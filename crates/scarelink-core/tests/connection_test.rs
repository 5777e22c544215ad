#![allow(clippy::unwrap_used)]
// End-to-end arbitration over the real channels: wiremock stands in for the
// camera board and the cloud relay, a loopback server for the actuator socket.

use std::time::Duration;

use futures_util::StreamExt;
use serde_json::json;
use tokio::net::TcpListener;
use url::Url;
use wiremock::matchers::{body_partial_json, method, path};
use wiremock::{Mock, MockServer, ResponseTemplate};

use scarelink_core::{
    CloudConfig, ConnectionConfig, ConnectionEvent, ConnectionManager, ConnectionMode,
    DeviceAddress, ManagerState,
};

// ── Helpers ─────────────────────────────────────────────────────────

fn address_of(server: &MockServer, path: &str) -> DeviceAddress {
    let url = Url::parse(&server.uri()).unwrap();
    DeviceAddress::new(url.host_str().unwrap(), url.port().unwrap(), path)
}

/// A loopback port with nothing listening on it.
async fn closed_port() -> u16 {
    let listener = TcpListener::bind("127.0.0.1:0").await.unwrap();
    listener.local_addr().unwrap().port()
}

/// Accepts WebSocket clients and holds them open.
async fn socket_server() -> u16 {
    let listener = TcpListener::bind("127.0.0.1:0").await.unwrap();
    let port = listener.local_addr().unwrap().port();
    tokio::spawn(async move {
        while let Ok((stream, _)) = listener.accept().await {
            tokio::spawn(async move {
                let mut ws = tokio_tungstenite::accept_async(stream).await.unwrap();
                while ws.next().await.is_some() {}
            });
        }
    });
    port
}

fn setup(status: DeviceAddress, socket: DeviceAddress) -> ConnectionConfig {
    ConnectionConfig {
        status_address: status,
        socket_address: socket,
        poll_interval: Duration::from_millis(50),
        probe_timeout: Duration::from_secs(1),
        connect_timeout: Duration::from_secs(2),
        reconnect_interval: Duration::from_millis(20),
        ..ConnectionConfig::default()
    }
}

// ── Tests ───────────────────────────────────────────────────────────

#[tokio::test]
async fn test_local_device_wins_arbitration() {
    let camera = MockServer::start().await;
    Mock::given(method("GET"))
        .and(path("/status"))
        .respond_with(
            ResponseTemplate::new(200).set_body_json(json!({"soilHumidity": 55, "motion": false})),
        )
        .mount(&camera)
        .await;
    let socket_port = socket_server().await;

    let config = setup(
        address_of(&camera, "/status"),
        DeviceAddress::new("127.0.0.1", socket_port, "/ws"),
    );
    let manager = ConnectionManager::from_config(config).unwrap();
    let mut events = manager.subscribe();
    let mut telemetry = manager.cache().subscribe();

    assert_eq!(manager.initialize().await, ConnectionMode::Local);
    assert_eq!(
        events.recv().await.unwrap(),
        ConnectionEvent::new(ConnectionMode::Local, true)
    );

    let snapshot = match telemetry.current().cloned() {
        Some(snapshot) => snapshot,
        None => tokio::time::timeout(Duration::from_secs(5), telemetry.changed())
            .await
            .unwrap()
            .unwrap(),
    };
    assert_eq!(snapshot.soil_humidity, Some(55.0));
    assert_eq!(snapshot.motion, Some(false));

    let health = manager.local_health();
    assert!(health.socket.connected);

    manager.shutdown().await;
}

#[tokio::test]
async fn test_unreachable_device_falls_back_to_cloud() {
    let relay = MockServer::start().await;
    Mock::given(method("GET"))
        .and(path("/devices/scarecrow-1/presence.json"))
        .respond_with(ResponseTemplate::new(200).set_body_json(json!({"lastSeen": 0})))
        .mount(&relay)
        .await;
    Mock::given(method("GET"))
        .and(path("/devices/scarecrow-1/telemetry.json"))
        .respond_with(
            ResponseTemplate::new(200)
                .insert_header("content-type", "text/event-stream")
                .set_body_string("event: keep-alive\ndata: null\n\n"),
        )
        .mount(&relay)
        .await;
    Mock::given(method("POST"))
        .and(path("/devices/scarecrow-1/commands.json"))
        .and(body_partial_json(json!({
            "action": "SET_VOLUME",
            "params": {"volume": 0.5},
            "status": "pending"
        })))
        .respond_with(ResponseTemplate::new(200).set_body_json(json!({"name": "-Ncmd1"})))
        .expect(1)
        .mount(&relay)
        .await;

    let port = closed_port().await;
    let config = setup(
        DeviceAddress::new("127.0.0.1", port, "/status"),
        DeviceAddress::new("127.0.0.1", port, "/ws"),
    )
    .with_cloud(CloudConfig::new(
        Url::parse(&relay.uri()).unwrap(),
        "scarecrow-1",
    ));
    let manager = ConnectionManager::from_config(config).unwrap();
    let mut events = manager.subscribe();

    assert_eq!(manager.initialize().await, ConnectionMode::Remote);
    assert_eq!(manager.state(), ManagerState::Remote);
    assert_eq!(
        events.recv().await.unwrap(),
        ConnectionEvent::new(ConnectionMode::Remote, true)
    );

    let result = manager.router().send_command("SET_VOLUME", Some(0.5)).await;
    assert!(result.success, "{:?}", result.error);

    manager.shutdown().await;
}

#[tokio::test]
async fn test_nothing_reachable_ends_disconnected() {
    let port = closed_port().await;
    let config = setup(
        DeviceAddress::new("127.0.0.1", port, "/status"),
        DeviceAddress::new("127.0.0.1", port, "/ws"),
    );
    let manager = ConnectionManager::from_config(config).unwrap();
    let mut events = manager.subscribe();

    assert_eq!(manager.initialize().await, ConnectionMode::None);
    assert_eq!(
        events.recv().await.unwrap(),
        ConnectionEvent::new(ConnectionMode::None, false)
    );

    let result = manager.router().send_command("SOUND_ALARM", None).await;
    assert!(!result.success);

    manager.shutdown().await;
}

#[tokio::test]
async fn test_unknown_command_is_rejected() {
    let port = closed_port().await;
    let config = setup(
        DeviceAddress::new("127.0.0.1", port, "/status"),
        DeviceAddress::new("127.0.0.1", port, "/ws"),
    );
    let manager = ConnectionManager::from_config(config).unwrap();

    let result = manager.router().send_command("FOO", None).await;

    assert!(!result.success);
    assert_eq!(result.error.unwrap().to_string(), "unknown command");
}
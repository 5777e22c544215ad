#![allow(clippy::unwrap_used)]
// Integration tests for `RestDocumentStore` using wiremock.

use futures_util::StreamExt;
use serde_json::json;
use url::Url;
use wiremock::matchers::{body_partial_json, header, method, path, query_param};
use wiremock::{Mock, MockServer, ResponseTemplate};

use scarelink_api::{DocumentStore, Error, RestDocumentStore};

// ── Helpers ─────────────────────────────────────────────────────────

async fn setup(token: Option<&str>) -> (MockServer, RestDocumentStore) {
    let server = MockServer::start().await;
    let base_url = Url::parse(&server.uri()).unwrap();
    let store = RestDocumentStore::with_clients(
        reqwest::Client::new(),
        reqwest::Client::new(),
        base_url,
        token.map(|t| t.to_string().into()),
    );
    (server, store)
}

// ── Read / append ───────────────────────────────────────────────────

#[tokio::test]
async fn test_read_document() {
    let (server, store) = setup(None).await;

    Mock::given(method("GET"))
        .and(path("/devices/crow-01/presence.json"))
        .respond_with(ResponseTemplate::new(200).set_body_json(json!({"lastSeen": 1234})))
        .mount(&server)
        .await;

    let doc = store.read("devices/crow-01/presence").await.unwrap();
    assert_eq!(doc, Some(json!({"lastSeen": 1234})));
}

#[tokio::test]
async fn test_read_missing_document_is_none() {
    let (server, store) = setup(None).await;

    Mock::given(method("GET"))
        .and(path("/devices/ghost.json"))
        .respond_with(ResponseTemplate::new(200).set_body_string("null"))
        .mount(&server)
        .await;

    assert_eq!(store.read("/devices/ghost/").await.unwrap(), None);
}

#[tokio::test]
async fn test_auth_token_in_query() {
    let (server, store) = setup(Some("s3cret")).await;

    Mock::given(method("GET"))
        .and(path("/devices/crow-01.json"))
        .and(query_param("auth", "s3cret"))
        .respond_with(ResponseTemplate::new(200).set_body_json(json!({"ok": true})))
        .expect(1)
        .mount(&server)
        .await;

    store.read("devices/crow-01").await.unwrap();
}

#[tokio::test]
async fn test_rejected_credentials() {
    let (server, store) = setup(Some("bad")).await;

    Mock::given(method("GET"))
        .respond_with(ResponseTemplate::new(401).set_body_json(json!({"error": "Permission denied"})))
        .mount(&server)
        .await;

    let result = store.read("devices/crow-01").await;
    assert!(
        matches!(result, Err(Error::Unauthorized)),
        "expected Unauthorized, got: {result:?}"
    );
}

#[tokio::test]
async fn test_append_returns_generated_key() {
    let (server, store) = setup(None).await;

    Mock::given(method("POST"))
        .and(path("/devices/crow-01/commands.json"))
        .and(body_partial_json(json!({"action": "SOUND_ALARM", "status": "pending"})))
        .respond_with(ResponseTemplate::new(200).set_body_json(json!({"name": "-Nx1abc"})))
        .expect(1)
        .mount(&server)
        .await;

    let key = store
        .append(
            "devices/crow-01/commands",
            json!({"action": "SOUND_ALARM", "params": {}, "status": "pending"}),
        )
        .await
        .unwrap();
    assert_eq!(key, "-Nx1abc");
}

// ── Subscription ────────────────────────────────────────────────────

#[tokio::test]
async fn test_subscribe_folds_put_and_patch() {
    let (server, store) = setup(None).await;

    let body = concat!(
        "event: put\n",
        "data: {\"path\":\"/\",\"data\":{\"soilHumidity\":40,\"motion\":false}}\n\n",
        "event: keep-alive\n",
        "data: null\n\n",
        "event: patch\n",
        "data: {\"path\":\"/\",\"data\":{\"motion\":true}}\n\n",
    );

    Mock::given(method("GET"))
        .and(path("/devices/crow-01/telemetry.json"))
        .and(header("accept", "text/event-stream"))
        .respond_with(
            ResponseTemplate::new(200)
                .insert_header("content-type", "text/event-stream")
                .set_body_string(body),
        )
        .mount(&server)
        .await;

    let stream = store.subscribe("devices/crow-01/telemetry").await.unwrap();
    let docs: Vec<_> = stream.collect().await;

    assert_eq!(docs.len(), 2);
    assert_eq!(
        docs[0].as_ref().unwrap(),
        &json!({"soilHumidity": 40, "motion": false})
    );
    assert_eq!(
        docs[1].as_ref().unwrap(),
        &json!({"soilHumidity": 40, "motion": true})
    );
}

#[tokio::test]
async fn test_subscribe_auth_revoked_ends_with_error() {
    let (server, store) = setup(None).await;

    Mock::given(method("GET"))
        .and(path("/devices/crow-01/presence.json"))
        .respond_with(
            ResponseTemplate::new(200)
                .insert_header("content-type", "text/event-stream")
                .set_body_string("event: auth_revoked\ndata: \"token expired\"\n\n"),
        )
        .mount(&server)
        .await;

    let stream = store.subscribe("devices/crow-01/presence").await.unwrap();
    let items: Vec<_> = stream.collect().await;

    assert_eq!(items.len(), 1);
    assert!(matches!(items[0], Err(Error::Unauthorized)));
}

○ ○ ○ ○ ○

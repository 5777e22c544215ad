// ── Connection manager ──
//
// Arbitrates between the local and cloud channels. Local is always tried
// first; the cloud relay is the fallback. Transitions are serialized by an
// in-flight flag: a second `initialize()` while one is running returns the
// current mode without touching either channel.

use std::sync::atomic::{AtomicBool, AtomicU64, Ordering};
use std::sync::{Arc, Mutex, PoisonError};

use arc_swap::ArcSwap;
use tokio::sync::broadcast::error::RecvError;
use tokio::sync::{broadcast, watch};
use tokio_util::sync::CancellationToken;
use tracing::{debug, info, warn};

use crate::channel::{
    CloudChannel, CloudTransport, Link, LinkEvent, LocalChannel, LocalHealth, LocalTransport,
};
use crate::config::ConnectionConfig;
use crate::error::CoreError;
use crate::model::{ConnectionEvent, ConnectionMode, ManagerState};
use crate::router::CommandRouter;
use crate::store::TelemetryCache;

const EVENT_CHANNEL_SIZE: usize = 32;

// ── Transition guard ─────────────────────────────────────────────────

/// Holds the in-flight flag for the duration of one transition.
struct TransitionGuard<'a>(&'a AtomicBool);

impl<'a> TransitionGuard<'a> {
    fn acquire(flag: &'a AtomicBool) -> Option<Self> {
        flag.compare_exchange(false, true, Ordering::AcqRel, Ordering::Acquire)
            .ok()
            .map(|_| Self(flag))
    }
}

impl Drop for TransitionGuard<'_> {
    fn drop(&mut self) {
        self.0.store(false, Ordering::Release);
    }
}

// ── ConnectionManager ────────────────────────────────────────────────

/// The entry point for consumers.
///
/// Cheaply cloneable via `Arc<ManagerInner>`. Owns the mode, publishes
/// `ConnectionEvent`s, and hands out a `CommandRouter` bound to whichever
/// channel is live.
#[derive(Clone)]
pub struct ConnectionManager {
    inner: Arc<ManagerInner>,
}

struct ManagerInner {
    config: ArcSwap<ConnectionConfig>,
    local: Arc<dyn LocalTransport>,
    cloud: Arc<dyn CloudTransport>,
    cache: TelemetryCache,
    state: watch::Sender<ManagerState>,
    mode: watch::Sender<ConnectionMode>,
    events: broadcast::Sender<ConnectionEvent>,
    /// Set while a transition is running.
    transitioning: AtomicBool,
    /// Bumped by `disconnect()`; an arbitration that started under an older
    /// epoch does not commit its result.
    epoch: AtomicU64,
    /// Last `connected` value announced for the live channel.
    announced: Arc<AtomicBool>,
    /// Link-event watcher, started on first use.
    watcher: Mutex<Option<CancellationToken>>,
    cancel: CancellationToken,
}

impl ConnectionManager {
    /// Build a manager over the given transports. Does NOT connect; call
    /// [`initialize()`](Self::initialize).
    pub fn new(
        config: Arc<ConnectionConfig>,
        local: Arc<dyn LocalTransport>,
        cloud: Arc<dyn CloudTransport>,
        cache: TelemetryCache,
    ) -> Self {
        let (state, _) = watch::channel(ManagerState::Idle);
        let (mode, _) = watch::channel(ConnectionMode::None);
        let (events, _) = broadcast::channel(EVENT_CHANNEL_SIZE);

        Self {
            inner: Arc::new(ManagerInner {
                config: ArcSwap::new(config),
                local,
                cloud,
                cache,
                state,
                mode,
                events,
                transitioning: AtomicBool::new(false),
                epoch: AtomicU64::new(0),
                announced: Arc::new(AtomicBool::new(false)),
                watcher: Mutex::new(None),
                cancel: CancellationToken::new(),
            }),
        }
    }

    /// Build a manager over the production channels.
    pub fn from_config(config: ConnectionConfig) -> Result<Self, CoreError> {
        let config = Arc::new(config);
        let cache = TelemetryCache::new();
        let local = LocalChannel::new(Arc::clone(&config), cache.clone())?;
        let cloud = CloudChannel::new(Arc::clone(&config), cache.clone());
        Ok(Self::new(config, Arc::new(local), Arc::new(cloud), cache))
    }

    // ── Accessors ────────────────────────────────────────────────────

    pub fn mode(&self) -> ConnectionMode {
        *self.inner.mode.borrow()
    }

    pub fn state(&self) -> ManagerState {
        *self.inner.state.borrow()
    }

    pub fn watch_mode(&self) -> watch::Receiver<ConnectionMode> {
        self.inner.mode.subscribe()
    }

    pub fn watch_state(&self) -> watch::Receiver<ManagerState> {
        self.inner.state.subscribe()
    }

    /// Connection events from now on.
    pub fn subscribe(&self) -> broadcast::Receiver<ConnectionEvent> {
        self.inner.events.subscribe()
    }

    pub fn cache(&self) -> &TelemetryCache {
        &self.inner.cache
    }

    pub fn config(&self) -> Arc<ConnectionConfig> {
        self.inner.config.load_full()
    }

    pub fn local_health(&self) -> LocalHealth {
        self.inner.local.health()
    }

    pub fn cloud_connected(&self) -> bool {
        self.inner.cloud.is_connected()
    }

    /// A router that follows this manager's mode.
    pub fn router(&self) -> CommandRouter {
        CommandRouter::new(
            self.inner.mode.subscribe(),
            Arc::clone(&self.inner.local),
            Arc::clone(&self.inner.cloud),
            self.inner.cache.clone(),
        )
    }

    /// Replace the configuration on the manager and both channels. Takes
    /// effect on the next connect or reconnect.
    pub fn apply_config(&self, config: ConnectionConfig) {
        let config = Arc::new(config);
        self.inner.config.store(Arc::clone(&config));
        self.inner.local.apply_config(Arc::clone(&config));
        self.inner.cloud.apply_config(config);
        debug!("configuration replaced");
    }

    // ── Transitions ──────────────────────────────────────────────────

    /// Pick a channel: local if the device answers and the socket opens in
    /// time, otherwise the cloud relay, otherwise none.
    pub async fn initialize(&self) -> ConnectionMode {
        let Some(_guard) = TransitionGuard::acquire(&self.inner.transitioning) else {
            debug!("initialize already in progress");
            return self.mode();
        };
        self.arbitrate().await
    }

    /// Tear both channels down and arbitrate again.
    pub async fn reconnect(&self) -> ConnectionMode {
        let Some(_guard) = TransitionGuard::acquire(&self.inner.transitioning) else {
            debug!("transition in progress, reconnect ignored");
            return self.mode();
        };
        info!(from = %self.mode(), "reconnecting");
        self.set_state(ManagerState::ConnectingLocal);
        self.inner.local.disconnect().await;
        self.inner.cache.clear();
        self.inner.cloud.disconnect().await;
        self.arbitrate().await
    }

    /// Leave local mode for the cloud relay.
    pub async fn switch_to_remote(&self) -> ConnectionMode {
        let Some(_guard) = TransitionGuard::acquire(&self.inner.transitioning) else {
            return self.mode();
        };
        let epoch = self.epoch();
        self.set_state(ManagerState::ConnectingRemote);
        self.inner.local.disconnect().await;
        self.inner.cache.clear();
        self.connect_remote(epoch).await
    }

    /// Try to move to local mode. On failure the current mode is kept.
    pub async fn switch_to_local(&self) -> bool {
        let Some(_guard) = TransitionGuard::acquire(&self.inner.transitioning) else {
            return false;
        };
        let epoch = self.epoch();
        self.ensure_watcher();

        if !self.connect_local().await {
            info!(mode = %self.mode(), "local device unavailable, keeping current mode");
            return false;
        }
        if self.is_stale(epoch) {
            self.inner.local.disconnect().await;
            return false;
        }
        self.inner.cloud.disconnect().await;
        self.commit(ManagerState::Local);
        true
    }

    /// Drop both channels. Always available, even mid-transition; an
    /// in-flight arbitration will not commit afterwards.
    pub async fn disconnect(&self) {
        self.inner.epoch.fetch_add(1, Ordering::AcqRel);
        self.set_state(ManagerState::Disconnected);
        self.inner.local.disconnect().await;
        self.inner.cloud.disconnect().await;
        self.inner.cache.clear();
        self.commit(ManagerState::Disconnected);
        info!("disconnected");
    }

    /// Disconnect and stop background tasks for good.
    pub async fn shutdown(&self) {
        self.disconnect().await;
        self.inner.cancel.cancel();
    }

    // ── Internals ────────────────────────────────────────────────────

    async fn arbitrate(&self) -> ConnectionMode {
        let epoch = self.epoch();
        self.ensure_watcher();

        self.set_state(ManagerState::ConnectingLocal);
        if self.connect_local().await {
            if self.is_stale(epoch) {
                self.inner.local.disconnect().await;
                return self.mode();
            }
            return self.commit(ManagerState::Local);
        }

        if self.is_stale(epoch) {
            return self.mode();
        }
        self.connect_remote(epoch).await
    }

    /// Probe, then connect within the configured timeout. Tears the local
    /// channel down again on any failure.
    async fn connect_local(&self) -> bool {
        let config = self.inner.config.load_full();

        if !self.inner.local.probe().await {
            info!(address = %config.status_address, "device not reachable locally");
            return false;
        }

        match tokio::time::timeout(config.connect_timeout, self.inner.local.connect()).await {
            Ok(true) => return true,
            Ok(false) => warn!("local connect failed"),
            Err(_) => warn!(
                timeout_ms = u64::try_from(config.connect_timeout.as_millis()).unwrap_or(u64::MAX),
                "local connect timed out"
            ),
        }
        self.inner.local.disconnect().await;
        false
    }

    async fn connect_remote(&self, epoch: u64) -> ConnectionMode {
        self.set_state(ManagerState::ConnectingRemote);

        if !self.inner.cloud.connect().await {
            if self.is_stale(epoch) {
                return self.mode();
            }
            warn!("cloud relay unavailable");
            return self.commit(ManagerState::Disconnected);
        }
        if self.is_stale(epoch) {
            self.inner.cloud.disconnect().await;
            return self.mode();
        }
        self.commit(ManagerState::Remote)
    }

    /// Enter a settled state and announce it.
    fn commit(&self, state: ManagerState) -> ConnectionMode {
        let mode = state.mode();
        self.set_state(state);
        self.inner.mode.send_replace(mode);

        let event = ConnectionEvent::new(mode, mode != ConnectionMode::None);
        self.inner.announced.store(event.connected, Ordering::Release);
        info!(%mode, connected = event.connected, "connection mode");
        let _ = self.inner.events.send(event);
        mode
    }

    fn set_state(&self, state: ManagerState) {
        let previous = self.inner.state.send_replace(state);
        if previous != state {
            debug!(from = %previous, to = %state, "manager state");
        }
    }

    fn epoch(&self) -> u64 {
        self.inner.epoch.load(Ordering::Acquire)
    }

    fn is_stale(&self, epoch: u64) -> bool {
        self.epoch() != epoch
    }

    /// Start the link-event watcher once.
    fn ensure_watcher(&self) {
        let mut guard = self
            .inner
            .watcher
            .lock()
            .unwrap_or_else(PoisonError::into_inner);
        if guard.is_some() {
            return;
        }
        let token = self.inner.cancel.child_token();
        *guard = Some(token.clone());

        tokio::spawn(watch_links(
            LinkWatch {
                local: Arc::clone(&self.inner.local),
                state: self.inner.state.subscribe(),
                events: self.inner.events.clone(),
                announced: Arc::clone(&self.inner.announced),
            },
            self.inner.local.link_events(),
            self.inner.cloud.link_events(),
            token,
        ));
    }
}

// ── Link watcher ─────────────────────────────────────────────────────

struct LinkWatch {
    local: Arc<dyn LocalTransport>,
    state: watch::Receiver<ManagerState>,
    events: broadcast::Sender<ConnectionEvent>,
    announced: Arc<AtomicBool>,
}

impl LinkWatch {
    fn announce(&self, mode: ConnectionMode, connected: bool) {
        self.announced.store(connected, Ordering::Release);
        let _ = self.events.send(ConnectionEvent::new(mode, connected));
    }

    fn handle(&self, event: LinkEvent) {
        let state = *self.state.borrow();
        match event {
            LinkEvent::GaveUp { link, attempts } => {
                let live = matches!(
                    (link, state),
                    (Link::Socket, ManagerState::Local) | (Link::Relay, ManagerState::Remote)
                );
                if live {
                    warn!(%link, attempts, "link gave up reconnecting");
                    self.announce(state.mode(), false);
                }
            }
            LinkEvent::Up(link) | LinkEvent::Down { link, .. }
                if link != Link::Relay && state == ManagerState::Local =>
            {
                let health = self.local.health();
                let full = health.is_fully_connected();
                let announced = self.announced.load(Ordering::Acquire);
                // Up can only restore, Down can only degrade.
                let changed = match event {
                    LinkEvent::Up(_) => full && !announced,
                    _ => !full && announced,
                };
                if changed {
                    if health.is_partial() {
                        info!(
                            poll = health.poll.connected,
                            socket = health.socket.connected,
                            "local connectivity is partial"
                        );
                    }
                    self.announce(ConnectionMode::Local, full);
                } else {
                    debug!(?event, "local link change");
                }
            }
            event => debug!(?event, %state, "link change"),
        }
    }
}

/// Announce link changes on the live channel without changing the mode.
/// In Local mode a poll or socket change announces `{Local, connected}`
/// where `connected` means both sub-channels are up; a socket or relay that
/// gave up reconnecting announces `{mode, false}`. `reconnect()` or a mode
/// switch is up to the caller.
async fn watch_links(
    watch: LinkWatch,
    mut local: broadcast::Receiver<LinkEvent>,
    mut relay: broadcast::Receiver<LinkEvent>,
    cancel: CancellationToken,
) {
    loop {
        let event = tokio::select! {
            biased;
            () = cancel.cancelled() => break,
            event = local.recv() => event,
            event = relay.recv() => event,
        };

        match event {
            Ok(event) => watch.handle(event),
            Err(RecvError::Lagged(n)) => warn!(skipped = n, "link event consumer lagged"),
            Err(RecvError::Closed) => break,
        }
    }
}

○ ○ ○ ○ ○

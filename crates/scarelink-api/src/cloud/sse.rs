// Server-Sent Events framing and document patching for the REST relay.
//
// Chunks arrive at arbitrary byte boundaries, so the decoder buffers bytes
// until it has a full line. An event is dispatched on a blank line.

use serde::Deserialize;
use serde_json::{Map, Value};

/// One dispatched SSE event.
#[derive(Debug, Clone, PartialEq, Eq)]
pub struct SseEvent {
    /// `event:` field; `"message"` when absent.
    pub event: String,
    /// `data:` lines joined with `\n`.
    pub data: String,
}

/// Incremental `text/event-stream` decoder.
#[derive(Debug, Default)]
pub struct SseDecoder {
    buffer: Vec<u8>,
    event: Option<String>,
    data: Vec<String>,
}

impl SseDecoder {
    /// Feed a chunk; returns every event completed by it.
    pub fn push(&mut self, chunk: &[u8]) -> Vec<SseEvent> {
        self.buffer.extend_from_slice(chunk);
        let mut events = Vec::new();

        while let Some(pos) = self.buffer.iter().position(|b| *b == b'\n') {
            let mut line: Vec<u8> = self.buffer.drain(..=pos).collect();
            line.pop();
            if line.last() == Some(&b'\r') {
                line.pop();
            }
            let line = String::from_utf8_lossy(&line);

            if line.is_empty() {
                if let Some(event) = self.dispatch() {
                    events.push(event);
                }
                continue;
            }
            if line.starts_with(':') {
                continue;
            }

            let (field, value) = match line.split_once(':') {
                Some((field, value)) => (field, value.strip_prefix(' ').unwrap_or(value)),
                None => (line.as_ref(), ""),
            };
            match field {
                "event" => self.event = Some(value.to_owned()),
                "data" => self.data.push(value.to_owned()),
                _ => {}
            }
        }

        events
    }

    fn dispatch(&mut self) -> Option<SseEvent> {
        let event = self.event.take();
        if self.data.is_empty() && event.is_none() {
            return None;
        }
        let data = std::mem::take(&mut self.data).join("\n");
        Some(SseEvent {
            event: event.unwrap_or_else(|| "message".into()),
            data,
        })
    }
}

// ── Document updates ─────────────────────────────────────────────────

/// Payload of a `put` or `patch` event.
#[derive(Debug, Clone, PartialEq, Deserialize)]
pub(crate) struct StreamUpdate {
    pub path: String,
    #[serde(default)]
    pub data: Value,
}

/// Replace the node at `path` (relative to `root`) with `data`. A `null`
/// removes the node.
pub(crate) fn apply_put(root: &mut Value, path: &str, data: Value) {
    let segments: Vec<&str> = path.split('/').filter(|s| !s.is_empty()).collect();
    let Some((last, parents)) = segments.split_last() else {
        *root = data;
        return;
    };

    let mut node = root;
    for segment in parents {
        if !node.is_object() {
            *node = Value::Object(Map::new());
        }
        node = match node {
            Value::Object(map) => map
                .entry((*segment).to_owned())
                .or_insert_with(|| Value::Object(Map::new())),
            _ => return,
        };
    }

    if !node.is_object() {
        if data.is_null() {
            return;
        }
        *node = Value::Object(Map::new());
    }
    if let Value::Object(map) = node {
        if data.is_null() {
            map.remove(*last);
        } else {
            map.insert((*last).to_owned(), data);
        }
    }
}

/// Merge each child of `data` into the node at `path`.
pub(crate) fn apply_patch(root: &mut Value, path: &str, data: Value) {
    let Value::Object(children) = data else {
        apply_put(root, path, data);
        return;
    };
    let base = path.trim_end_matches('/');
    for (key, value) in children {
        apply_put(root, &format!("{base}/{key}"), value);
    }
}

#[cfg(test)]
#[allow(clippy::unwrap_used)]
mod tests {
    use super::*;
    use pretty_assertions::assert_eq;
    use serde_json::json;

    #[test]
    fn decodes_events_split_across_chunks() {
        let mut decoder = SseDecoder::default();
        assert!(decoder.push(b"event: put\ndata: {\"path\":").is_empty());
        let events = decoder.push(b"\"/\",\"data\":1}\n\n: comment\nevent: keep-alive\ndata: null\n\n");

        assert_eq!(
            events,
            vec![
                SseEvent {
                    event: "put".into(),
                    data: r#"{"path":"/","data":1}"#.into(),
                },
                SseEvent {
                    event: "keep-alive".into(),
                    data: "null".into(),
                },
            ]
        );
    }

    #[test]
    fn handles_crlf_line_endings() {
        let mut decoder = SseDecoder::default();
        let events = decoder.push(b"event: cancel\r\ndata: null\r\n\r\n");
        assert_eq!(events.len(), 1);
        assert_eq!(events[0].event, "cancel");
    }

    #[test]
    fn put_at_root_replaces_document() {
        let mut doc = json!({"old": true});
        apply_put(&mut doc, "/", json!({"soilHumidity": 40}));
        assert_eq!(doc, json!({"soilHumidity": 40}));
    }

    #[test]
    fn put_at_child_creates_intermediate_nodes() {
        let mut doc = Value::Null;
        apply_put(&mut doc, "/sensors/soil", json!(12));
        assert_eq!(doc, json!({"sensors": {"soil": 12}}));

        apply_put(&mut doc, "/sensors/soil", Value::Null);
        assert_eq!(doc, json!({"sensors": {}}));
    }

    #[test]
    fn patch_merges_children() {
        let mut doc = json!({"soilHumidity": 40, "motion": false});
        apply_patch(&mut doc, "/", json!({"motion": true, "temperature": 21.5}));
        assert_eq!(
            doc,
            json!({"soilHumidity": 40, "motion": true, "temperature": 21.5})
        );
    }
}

○ ○ ○ ○ ○

## Your assignment
Exactly the lines above from the one with "filename crates/scarelink-core/tests/connection_test.rs" to the one with "let url = Url::parse(&server.uri()).unwrap();", both included, are to be quoted; leave the rest out.

## Result of the task
filename crates/scarelink-core/tests/connection_test.rs
repository 5777e22c544215ad
#![allow(clippy::unwrap_used)]
// End-to-end arbitration over the real channels: wiremock stands in for the
// camera board and the cloud relay, a loopback server for the actuator socket.

use std::time::Duration;

use futures_util::StreamExt;
use serde_json::json;
use tokio::net::TcpListener;
use url::Url;
use wiremock::matchers::{body_partial_json, method, path};
use wiremock::{Mock, MockServer, ResponseTemplate};

use scarelink_core::{
    CloudConfig, ConnectionConfig, ConnectionEvent, ConnectionManager, ConnectionMode,
    DeviceAddress, ManagerState,
};

// ── Helpers ─────────────────────────────────────────────────────────

fn address_of(server: &MockServer, path: &str) -> DeviceAddress {
    let url = Url::parse(&server.uri()).unwrap();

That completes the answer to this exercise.